Three years ago, gamers across the world were treated to a masterpiece full of millions of guns, a plethora of enemies, and a formula for a great night of playing with friends. On September 18, the second volume of the Borderlands trilogy hit store shelves with gazillions of guns, an uncountable number of enemies, much more marketing money, and a whole lot of fun for player’s and their friends to enjoy together.
The simplistic loot system that gives the whole game its unique and rewarding gameplay which was present in the previous game returns. Guns are randomly generated so that no one ever has the same gun. Gamers are treated to more elemental damage types, new scopes, new weapon brands, etc. Overall, just better, bigger, and awesome-er.
Grenades were also given an extra boost. They can now home in on targets, split into smaller grenades, teleport right into enemies faces, pop up off the ground and spit fire in every which direction, I could go on. The coolest part is that often these abilities are combined for instance, at one point, I used a grenade that homed in on a target, created a singularity that sucked in every enemy around that central one and then blew up. It provided instant satisfaction and great crowd control.
The original borderlands gave players four classes to choose from (The Siren, The Soldier, The Hunter, and The Berserker).

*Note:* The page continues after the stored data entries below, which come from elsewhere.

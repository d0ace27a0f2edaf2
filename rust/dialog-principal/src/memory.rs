//! An in-memory host security subsystem.
//!
//! [`MemoryHost`] stands in for the operating system: it issues token
//! handles, keeps the SID-to-account-name table used for translation and
//! records every release, so callers can check that each handle is released
//! exactly once.

use std::collections::{BTreeMap, BTreeSet, HashMap};
use std::sync::Arc;

use parking_lot::Mutex;

use crate::{NativePrincipal, PrincipalError, SecurityIdentifier, TokenHandle};

/// Domain of the groups minted by [`MemoryHost::group`].
const MEMORY_DOMAIN: [u32; 3] = [1111, 2222, 3333];

/// First RID handed out by [`MemoryHost::group`].
const FIRST_GROUP_RID: u32 = 1100;

#[derive(Debug)]
struct HostState {
    next_handle: u64,
    next_rid: u32,
    live: BTreeSet<u64>,
    releases: BTreeMap<u64, usize>,
    accounts: HashMap<SecurityIdentifier, String>,
    translations: usize,
    duplicable: bool,
}

impl Default for HostState {
    fn default() -> Self {
        Self {
            next_handle: 1,
            next_rid: FIRST_GROUP_RID,
            live: BTreeSet::new(),
            releases: BTreeMap::new(),
            accounts: HashMap::new(),
            translations: 0,
            duplicable: true,
        }
    }
}

/// A shared, cloneable in-memory host.
#[derive(Debug, Clone, Default)]
pub struct MemoryHost {
    state: Arc<Mutex<HostState>>,
}

impl MemoryHost {
    /// Create an empty host that supports duplication.
    pub fn new() -> Self {
        Self::default()
    }

    /// Make every later [`NativePrincipal::duplicate`] call fail.
    pub fn refuse_duplication(&self) {
        self.state.lock().duplicable = false;
    }

    /// Register the account name a SID translates to.
    pub fn register(&self, sid: SecurityIdentifier, name: impl Into<String>) {
        self.state.lock().accounts.insert(sid, name.into());
    }

    /// Mint a fresh group SID that translates to `name`.
    pub fn group(&self, name: impl Into<String>) -> SecurityIdentifier {
        let mut state = self.state.lock();
        let rid = state.next_rid;
        state.next_rid += 1;

        let sid = SecurityIdentifier::account_in(MEMORY_DOMAIN, rid);
        state.accounts.insert(sid.clone(), name.into());
        sid
    }

    /// Log on an account, issuing a live token.
    pub fn logon(&self, account: impl Into<String>, name: impl Into<String>) -> MemoryPrincipal {
        let token = self.issue();
        MemoryPrincipal {
            host: self.clone(),
            account: account.into(),
            name: name.into(),
            token: Some(token),
            authentication_type: None,
            groups: Vec::new(),
        }
    }

    /// A principal whose native token is absent.
    pub fn tokenless(
        &self,
        account: impl Into<String>,
        name: impl Into<String>,
    ) -> MemoryPrincipal {
        MemoryPrincipal {
            host: self.clone(),
            account: account.into(),
            name: name.into(),
            token: None,
            authentication_type: None,
            groups: Vec::new(),
        }
    }

    /// Number of translation requests served so far.
    pub fn translations(&self) -> usize {
        self.state.lock().translations
    }

    /// How many times `token` has been released.
    pub fn releases(&self, token: TokenHandle) -> usize {
        self.state
            .lock()
            .releases
            .get(&token.raw())
            .copied()
            .unwrap_or(0)
    }

    /// Whether `token` is issued and not yet released.
    pub fn is_live(&self, token: TokenHandle) -> bool {
        self.state.lock().live.contains(&token.raw())
    }

    /// Number of tokens currently live.
    pub fn live_tokens(&self) -> usize {
        self.state.lock().live.len()
    }

    fn issue(&self) -> TokenHandle {
        let mut state = self.state.lock();
        let handle = state.next_handle;
        state.next_handle += 1;
        state.live.insert(handle);
        TokenHandle(handle)
    }

    fn release(&self, token: TokenHandle) {
        let mut state = self.state.lock();
        state.live.remove(&token.raw());
        *state.releases.entry(token.raw()).or_default() += 1;
    }
}

/// A principal issued by a [`MemoryHost`]. Dropping it releases its token.
#[derive(Debug)]
pub struct MemoryPrincipal {
    host: MemoryHost,
    account: String,
    name: String,
    token: Option<TokenHandle>,
    authentication_type: Option<String>,
    groups: Vec<SecurityIdentifier>,
}

impl MemoryPrincipal {
    /// Add group memberships.
    pub fn with_groups(mut self, groups: impl IntoIterator<Item = SecurityIdentifier>) -> Self {
        self.groups.extend(groups);
        self
    }

    /// Record how the principal authenticated.
    pub fn with_authentication_type(mut self, authentication_type: impl Into<String>) -> Self {
        self.authentication_type = Some(authentication_type.into());
        self
    }
}

impl NativePrincipal for MemoryPrincipal {
    fn account(&self) -> &str {
        &self.account
    }

    fn name(&self) -> &str {
        &self.name
    }

    fn token(&self) -> Option<TokenHandle> {
        self.token
    }

    fn authentication_type(&self) -> Option<&str> {
        self.authentication_type.as_deref()
    }

    fn groups(&self) -> Box<dyn Iterator<Item = SecurityIdentifier> + '_> {
        Box::new(self.groups.iter().cloned())
    }

    fn translate(&self, group: &SecurityIdentifier) -> Result<String, PrincipalError> {
        let mut state = self.host.state.lock();
        state.translations += 1;
        state
            .accounts
            .get(group)
            .cloned()
            .ok_or_else(|| PrincipalError::Translation {
                sid: group.clone(),
                reason: "no account maps to this identifier".into(),
            })
    }

    fn duplicate(&self, authentication_type: Option<&str>) -> Result<Self, PrincipalError> {
        if !self.host.state.lock().duplicable {
            return Err(PrincipalError::DuplicationUnsupported(
                "host refuses token duplication".into(),
            ));
        }

        let token = self.token.map(|_| self.host.issue());
        Ok(Self {
            host: self.host.clone(),
            account: self.account.clone(),
            name: self.name.clone(),
            token,
            authentication_type: authentication_type
                .map(str::to_owned)
                .or_else(|| self.authentication_type.clone()),
            groups: self.groups.clone(),
        })
    }
}

impl Drop for MemoryPrincipal {
    fn drop(&mut self) {
        if let Some(token) = self.token.take() {
            self.host.release(token);
        }
    }
}
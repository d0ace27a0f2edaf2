//! The platform seam: what a host operating system exposes about a logged-on
//! security principal.

use crate::{PrincipalError, SecurityIdentifier};

/// Opaque value of a native login token.
#[derive(Debug, Clone, Copy, PartialEq, Eq, Hash, PartialOrd, Ord)]
pub struct TokenHandle(pub u64);

impl TokenHandle {
    /// The raw platform value.
    pub fn raw(&self) -> u64 {
        self.0
    }
}

/// A host security principal: an account identifier, an optional native
/// token and the groups the account belongs to.
///
/// Ownership of the native token follows ownership of the value: whoever
/// holds a `NativePrincipal` is responsible for it, and dropping the value
/// releases the token. A second owner must obtain its own copy through
/// [`NativePrincipal::duplicate`].
pub trait NativePrincipal: Sized {
    /// The owning account identifier, usually the textual form of a SID.
    fn account(&self) -> &str;

    /// The display name of the account (e.g. `DOMAIN\alice`).
    fn name(&self) -> &str;

    /// The native token, or `None` if it is absent or invalid.
    fn token(&self) -> Option<TokenHandle>;

    /// How the principal authenticated (e.g. `Negotiate`), if known.
    fn authentication_type(&self) -> Option<&str> {
        None
    }

    /// Identifiers of the groups the principal belongs to.
    ///
    /// Implementations may enumerate lazily; the iterator is consumed once
    /// per materialization.
    fn groups(&self) -> Box<dyn Iterator<Item = SecurityIdentifier> + '_>;

    /// Translate a group identifier into its domain-qualified account name
    /// (e.g. `DOMAIN\Admins`).
    fn translate(&self, group: &SecurityIdentifier) -> Result<String, PrincipalError>;

    /// Produce an independent principal with its own native token.
    ///
    /// `authentication_type` overrides the authentication type recorded on
    /// the copy when given. Platforms that cannot duplicate a token return
    /// [`PrincipalError::DuplicationUnsupported`].
    fn duplicate(&self, authentication_type: Option<&str>) -> Result<Self, PrincipalError>;

    /// Parse [`NativePrincipal::account`] as a structured SID.
    fn account_sid(&self) -> Option<SecurityIdentifier> {
        self.account().parse().ok()
    }
}
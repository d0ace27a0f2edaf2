//! Structured security identifiers.
//!
//! A security identifier (SID) has the textual form
//! `S-<revision>-<authority>-<sub-authority>...`, for example
//! `S-1-5-21-1004336348-1177238915-682003330-1001`.

use std::fmt::{Display, Formatter};
use std::str::FromStr;

use serde::{Deserialize, Deserializer, Serialize, Serializer};

use crate::SidParseError;

/// The only SID revision in use.
pub const SID_REVISION: u8 = 1;

/// Upper bound on sub-authorities in a single SID.
pub const MAX_SUB_AUTHORITIES: usize = 15;

/// Largest value the 48-bit identifier authority can hold.
pub const MAX_IDENTIFIER_AUTHORITY: u64 = (1 << 48) - 1;

/// Identifier authority of the NT authority (`S-1-5-...`).
pub const NT_AUTHORITY: u64 = 5;

/// First sub-authority shared by domain and machine account SIDs.
pub const NT_NON_UNIQUE: u32 = 21;

/// A parsed security identifier.
#[derive(Debug, Clone, PartialEq, Eq, Hash)]
pub struct SecurityIdentifier {
    identifier_authority: u64,
    sub_authorities: Vec<u32>,
}

impl SecurityIdentifier {
    /// Create an identifier from its parts.
    pub fn new(
        identifier_authority: u64,
        sub_authorities: Vec<u32>,
    ) -> Result<Self, SidParseError> {
        if identifier_authority > MAX_IDENTIFIER_AUTHORITY {
            return Err(SidParseError::AuthorityOutOfRange(identifier_authority));
        }
        if sub_authorities.is_empty() {
            return Err(SidParseError::MissingSubAuthority);
        }
        if sub_authorities.len() > MAX_SUB_AUTHORITIES {
            return Err(SidParseError::TooManySubAuthorities(sub_authorities.len()));
        }

        Ok(Self {
            identifier_authority,
            sub_authorities,
        })
    }

    /// The 48-bit identifier authority.
    pub fn identifier_authority(&self) -> u64 {
        self.identifier_authority
    }

    /// All sub-authorities, in order.
    pub fn sub_authorities(&self) -> &[u32] {
        &self.sub_authorities
    }

    /// Whether this identifier names a user, group or machine account in a
    /// domain or local account database.
    ///
    /// Account SIDs live under the NT authority with a first sub-authority of
    /// `21` followed by three domain components; a trailing RID is optional.
    pub fn is_account(&self) -> bool {
        self.identifier_authority == NT_AUTHORITY
            && self.sub_authorities.len() >= 4
            && self.sub_authorities[0] == NT_NON_UNIQUE
    }

    /// The account `rid` in the NT domain `S-1-5-21-<domain>`.
    #[cfg(any(test, feature = "helpers"))]
    pub(crate) fn account_in(domain: [u32; 3], rid: u32) -> Self {
        let [a, b, c] = domain;
        Self {
            identifier_authority: NT_AUTHORITY,
            sub_authorities: vec![NT_NON_UNIQUE, a, b, c, rid],
        }
    }
}

impl FromStr for SecurityIdentifier {
    type Err = SidParseError;

    fn from_str(value: &str) -> Result<Self, Self::Err> {
        let mut parts = value.split('-');

        match parts.next() {
            Some(prefix) if prefix.eq_ignore_ascii_case("S") => {}
            _ => return Err(SidParseError::MissingPrefix),
        }

        let revision = parts.next().ok_or(SidParseError::MissingRevision)?;
        match leading_digit(revision).then(|| revision.parse::<u8>()) {
            Some(Ok(SID_REVISION)) => {}
            _ => return Err(SidParseError::UnsupportedRevision(revision.to_owned())),
        }

        let authority = parts.next().ok_or(SidParseError::MissingAuthority)?;
        let identifier_authority = parse_authority(authority)?;

        let sub_authorities = parts
            .map(|part| {
                leading_digit(part)
                    .then(|| part.parse::<u32>().ok())
                    .flatten()
                    .ok_or_else(|| SidParseError::InvalidSubAuthority(part.to_owned()))
            })
            .collect::<Result<Vec<_>, _>>()?;

        Self::new(identifier_authority, sub_authorities)
    }
}

fn parse_authority(value: &str) -> Result<u64, SidParseError> {
    let invalid = || SidParseError::InvalidAuthority(value.to_owned());
    match value
        .strip_prefix("0x")
        .or_else(|| value.strip_prefix("0X"))
    {
        Some(hex) if hex.starts_with(|c: char| c.is_ascii_hexdigit()) => {
            u64::from_str_radix(hex, 16).map_err(|_| invalid())
        }
        Some(_) => Err(invalid()),
        None if leading_digit(value) => value.parse::<u64>().map_err(|_| invalid()),
        None => Err(invalid()),
    }
}

/// Integer parsing accepts a leading `+`; identifier components do not.
fn leading_digit(value: &str) -> bool {
    value.starts_with(|c: char| c.is_ascii_digit())
}

impl Display for SecurityIdentifier {
    fn fmt(&self, f: &mut Formatter<'_>) -> std::fmt::Result {
        write!(f, "S-{SID_REVISION}-")?;
        // Authorities that do not fit in 32 bits are written in hex.
        if self.identifier_authority >> 32 == 0 {
            write!(f, "{}", self.identifier_authority)?;
        } else {
            write!(f, "0x{:012X}", self.identifier_authority)?;
        }
        for sub in &self.sub_authorities {
            write!(f, "-{sub}")?;
        }
        Ok(())
    }
}

impl Serialize for SecurityIdentifier {
    fn serialize<S: Serializer>(&self, serializer: S) -> Result<S::Ok, S::Error> {
        serializer.collect_str(self)
    }
}

impl<'de> Deserialize<'de> for SecurityIdentifier {
    fn deserialize<D: Deserializer<'de>>(deserializer: D) -> Result<Self, D::Error> {
        let text = String::deserialize(deserializer)?;
        text.parse().map_err(serde::de::Error::custom)
    }
}

#[cfg(test)]
mod tests {
    use super::*;
    use pretty_assertions::assert_eq;

    const ALICE: &str = "S-1-5-21-1004336348-1177238915-682003330-1001";

    #[test]
    fn it_parses_and_displays_an_account_sid() {
        let sid: SecurityIdentifier = ALICE.parse().unwrap();

        assert_eq!(sid.identifier_authority(), 5);
        assert_eq!(
            sid.sub_authorities(),
            &[21, 1004336348, 1177238915, 682003330, 1001]
        );
        assert_eq!(sid.to_string(), ALICE);
    }

    #[test]
    fn it_recognizes_account_sids() {
        let account: SecurityIdentifier = ALICE.parse().unwrap();
        let everyone: SecurityIdentifier = "S-1-1-0".parse().unwrap();
        let administrators: SecurityIdentifier = "S-1-5-32-544".parse().unwrap();

        assert!(account.is_account());
        assert!(!everyone.is_account());
        assert!(!administrators.is_account());
    }

    #[test]
    fn it_rejects_signed_components() {
        assert_eq!(
            "S-1-+5-21-1-2-3".parse::<SecurityIdentifier>(),
            Err(SidParseError::InvalidAuthority("+5".into()))
        );
        assert_eq!(
            "S-1-5-+21-1-2-3".parse::<SecurityIdentifier>(),
            Err(SidParseError::InvalidSubAuthority("+21".into()))
        );
        assert_eq!(
            "S-+1-5-21".parse::<SecurityIdentifier>(),
            Err(SidParseError::UnsupportedRevision("+1".into()))
        );
        assert_eq!(
            "S-1-0x+5-21".parse::<SecurityIdentifier>(),
            Err(SidParseError::InvalidAuthority("0x+5".into()))
        );
    }

    #[test]
    fn it_builds_well_formed_accounts_in_a_domain() {
        let sid = SecurityIdentifier::account_in([1111, 2222, 3333], 1100);

        assert!(sid.is_account());
        assert_eq!(sid.to_string(), "S-1-5-21-1111-2222-3333-1100");
        assert_eq!(sid.to_string().parse::<SecurityIdentifier>(), Ok(sid));
    }

    #[test]
    fn it_rejects_malformed_identifiers() {
        assert_eq!(
            "X-1-5-21".parse::<SecurityIdentifier>(),
            Err(SidParseError::MissingPrefix)
        );
        assert_eq!(
            "S-2-5-21".parse::<SecurityIdentifier>(),
            Err(SidParseError::UnsupportedRevision("2".into()))
        );
        assert_eq!(
            "S-1-5".parse::<SecurityIdentifier>(),
            Err(SidParseError::MissingSubAuthority)
        );
        assert_eq!(
            "S-1-5-21-...-1001".parse::<SecurityIdentifier>(),
            Err(SidParseError::InvalidSubAuthority("...".into()))
        );
        assert_eq!(
            "S-1-5-1-2-3-4-5-6-7-8-9-10-11-12-13-14-15-16".parse::<SecurityIdentifier>(),
            Err(SidParseError::TooManySubAuthorities(16))
        );
    }

    #[test]
    fn it_round_trips_wide_authorities_in_hex() {
        let sid: SecurityIdentifier = "S-1-0x1000000000FF-7".parse().unwrap();

        assert_eq!(sid.identifier_authority(), 0x1000000000FF);
        assert_eq!(sid.to_string(), "S-1-0x1000000000FF-7");
    }

    #[test]
    fn it_serializes_as_a_string() {
        let sid: SecurityIdentifier = ALICE.parse().unwrap();
        let json = serde_json::to_string(&sid).unwrap();

        assert_eq!(json, format!("\"{ALICE}\""));
        assert_eq!(serde_json::from_str::<SecurityIdentifier>(&json).unwrap(), sid);
    }
}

All classes had a giant skill tree which let players customize their character and suit it to their own play style. Borderlands 2 brought this concept back with the same four class basics (a mage, a everyday soldier, a long-ranged soldier, and a tank) but with much more customization.
Now players can go on the Gearbox website and plan out their skill trees from start to the end and track what they have to do to make their dream character.
Whilst playing, one of the most notable changes was the difficulty. I was constantly stumped on bosses when playing alone and had to grind through previous areas to level or up find better guns.
It wasn’t until later that I realized that I was missing the whole point of Borderlands 2, teamwork. So I called up a few friends I hadn’t talked to in a while and we played for five hours straight.
I gained a bond with them through the looting, the reviving, the pillaging, and the rage that I couldn’t have even attempted to do in person. We always had some enemy to shoot or funny dialogue to laugh at.
There is a new trade system where players can now enter a menu and not have to throw guns or money at the ground and risk the fact that someone could cheat and pick up their weapons and money without paying up.
I did notice a few bugs whilst my time with the game. Mostly it was just a quest problem where an enemy should have dropped something but didn’t, so I would have to re-load the area and fight them again and the problem would be resolved. .A.I. problems were prevalent too, some enemies just didn’t seem to notice me, this wouldn’t be a problem, but when fighting a boss, I almost felt bad.
In the original Borderlands, it became very story driven and this wouldn’t be a problem if the story wasn’t dull and underwhelming. The ending was horrible. Players were promised to enter a vault that contained more loot than an adventurer ever needed yet the vault closed before the adventurers could even touch it. It was a big let-down and people still complain about it today.
Borderlands 2 is a vast improvement.
The game returns with four new Vault Hunters: Maya the Siren, Axton the Commando, Zero the Assassin, and Salvador the Gunzerker. They heard word of a Vault on Pandora and each made their own journey to the planet in search of riches.
The game now gives players a central antagonist named Handsome Jack. He is one of the Hyperion corporation’s higher ranking goons who uses style and power to destroy his foes whilst making fun of them. He is the only person standing in the way of their trek to the Vault. He has obtained the key to the Vault and is charging it up so he can open it himself.
He and his corporation have come to Pandora to mine the precious element Eridium which has seemed to magically appear after the opening of the Vault in the original game. It generates much power along with giving Siren’s (a very rare kind of superhero with special mystical powers i.e. Maya’s Phaselock or Lilith’s Phasewalk) a great boost to their powers.
In order to mine safely and in an orderly fashion he has been trying to eliminate bandits and creatures alike.
The ending of the game was oodles better than the last game, it left me with a great feeling and really tied up all the loose ends I needed it to (and even opened up some new ones).
There is something unbelievably beautiful about Borderlands “comic book” look. Everything is outlined and shaded with beautiful colors.
The game returns with a completely remastered U.I. that is super synergistic. Nearly all menus are holographic and look amazingly cool.
Explosions supply an appropriate amount of disorienting camera shake and flares of yellow and red along with possible grenade augmentations including acid, electricity, or slag that add flares of color to the already bright and colorful explosions. It’s as if someone threw paint at your screen every time you threw a well placed grenade.
It seems that they have made the game incredibly more colorful and have strayed from the very common desert environment incredibly present in the last game. Players now trek through grassy highlands, frozen tundras, acidic caverns, and volcanic plains each with there own color palettes.
This is a game I will never forget. I waited 2 years, lost a letter grade in chemistry, and spent $150 on the game and was never underwhelmed or ever felt let down. It is funner with friends, but it’s still amazingly rewarding and fun playing alone. It’s technical problems can be solved with patches in the coming weeks and are honestly just minor speed bumps on the crazy road that Borderlands 2 takes you on. 9/10.